It had been intended that the Tribunal would also deal with the claim under the DDA. At the outset of the hearing, however, the Tribunal expressed the view that it did not have jurisdiction to deal with this claim because JS was not a "pupil" within the meaning of section 3(1) of the Education Act 1996. That view was later accepted by the Tribunal to be wrong. In a decision dated 4 December 2003 (made by the President of the Tribunal, who had not participated in the October hearing) it found that JS was receiving education otherwise than at school within the meaning of section 19 of the EA, so that he did fall within the scope of section 28F of the DDA.

15

The discrimination claim was therefore re-listed and was heard by the Tribunal on 23 April 2004.

16

At the outset of the hearing, a question arose as to the admission in evidence of reports on JS of John Mallen, an educational psychologist, dated 11 and 22 April 2004, which VK wished to put before the Tribunal. NCC did not object to their admission on grounds of their late appearance, but submitted that they were irrelevant to the discrimination claim. The Tribunal refused to accept the reports. There is a dispute as to what was said by the Tribunal, and in particular whether its decision to reject the reports was announced during the hearing, but in the event nothing turns on this.

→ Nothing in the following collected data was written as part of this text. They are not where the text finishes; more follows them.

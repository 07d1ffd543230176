//! A thin, colored presentation layer over `tracing`.
//!
//! The library never installs a process-wide logger implicitly; the builder
//! (§4.11) calls [`init`] once with the level/color preference resolved from
//! configuration, mirroring the teacher's preference for an explicit
//! `tracing_subscriber` setup over a global mutable logger instance.

use std::time::Duration;

use colored::Colorize;
use tracing_subscriber::EnvFilter;

use crate::error::RateLimiter;

/// Installs a `tracing_subscriber` formatter at the given level.
///
/// Returns an error string instead of panicking if a subscriber is already
/// installed (harmless in tests, which may call this more than once).
pub fn init(level: &str, color: bool) {
    let filter = EnvFilter::try_new(level).unwrap_or_else(|_| EnvFilter::new("info"));
    let _ = tracing_subscriber::fmt()
        .with_env_filter(filter)
        .with_ansi(color)
        .with_target(false)
        .try_init();
}

/// Formats a level label with color, for callers building their own
/// one-line summaries instead of going through a `tracing` subscriber
/// (e.g. the CLI/builder glue printing a short startup banner).
pub fn colorize_level(level: &str) -> String {
    match level.to_ascii_lowercase().as_str() {
        "error" => level.red().bold().to_string(),
        "warn" => level.yellow().bold().to_string(),
        "info" => level.green().to_string(),
        "debug" => level.blue().to_string(),
        "trace" => level.dimmed().to_string(),
        other => other.to_string(),
    }
}

/// Logs a warning through `tracing::warn!`, suppressing repeats of the exact
/// same message within `limiter`'s window. Used around reconnect attempts
/// and queue-overflow notices, both of which can otherwise repeat rapidly.
pub fn warn_ratelimited(limiter: &RateLimiter, message: &str) {
    if limiter.should_emit(message) {
        tracing::warn!("{message}");
    }
}

pub const DEFAULT_RATE_LIMIT_WINDOW: Duration = Duration::from_secs(5);

#[cfg(test)]
mod tests {
    use super::*;

    #[test]
    fn colorizes_known_levels() {
        assert!(colorize_level("error").contains("error"));
        assert!(colorize_level("unknown") == "unknown");
    }
}
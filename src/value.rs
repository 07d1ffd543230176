//! The dynamic value representation that flows between records, sections,
//! and the data-type bridge (C1). A [`Value`] is what a field holds once
//! materialized out of a record via `convert`/section extraction.

use serde::{Deserialize, Serialize};
use std::collections::BTreeMap;
use std::fmt;

/// A runtime value for a single field. `Default` values carry an opaque
/// JSON-like payload (nested records, maps, arrays) that the data-type
/// bridge wraps/unwraps with the `{ "value": v }` envelope.
#[derive(Debug, Clone, PartialEq, Serialize, Deserialize)]
#[serde(untagged)]
pub enum Value {
    Null,
    Bool(bool),
    I32(i32),
    I64(i64),
    F32(f32),
    F64(f64),
    String(String),
    /// Any value that doesn't map onto one of the primitive variants above.
    Json(serde_json::Value),
}

impl Value {
    /// The dispatch rule of §4.1: classify a runtime value into the
    /// DataType variant that would have produced it, used when a query is
    /// built from a bare value rather than through a field descriptor.
    pub fn natural_kind(&self) -> &'static str {
        match self {
            Value::Null => "default",
            Value::Bool(_) => "boolean",
            Value::I32(_) => "i32",
            Value::I64(_) => "i64",
            Value::F32(_) => "f32",
            Value::F64(_) => "f64",
            Value::String(_) => "string",
            Value::Json(_) => "default",
        }
    }

    pub fn as_bool(&self) -> Option<bool> {
        match self {
            Value::Bool(b) => Some(*b),
            _ => None,
        }
    }

    pub fn as_i64(&self) -> Option<i64> {
        match self {
            Value::I32(n) => Some(*n as i64),
            Value::I64(n) => Some(*n),
            _ => None,
        }
    }

    pub fn as_f64(&self) -> Option<f64> {
        match self {
            Value::F32(n) => Some(*n as f64),
            Value::F64(n) => Some(*n),
            _ => None,
        }
    }

    pub fn as_str(&self) -> Option<&str> {
        match self {
            Value::String(s) => Some(s),
            _ => None,
        }
    }
}

impl fmt::Display for Value {
    fn fmt(&self, f: &mut fmt::Formatter<'_>) -> fmt::Result {
        match self {
            Value::Null => write!(f, "null"),
            Value::Bool(b) => write!(f, "{b}"),
            Value::I32(n) => write!(f, "{n}"),
            Value::I64(n) => write!(f, "{n}"),
            Value::F32(n) => write!(f, "{n}"),
            Value::F64(n) => write!(f, "{n}"),
            Value::String(s) => write!(f, "{s}"),
            Value::Json(v) => write!(f, "{v}"),
        }
    }
}

/// A key-to-value mapping belonging to the external configuration
/// component, used as the sole mechanism by which the library reads and
/// writes record state (§3, Record).
pub type RecordSection = BTreeMap<String, Value>;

The decision of the Tribunal

17

The written decision of the Tribunal, incorporating its reasons, was issued on 10 June 2004. It held that VK's complaint was out of time in so far as it related to acts occurring before 21 December 2002 by virtue of the 6 month time limit in paragraph 10(1) to Schedule 3 of the DDA. There is no appeal against that part of its decision. VK's complaint in relation to subsequent acts of NCC was dismissed on the merits. The parts of the decision relevant to the issues on this appeal are set out in the Appendix to this judgment. In its reasons, the Tribunal referred to NCC as "the Responsible Body", abbreviated to "the RB", and to NCC's Visiting Teacher Service as "the VTS". In the Appendix, VK's and JS's names have been replaced by those initials.

The grounds of appeal

18

The grounds of VK's appeal are as follows:

(a) The Tribunal misdirected itself in law, at paragraph g of its reasons, in requiring VK to establish that "the treatment JS received related solely to his disability" (italics added).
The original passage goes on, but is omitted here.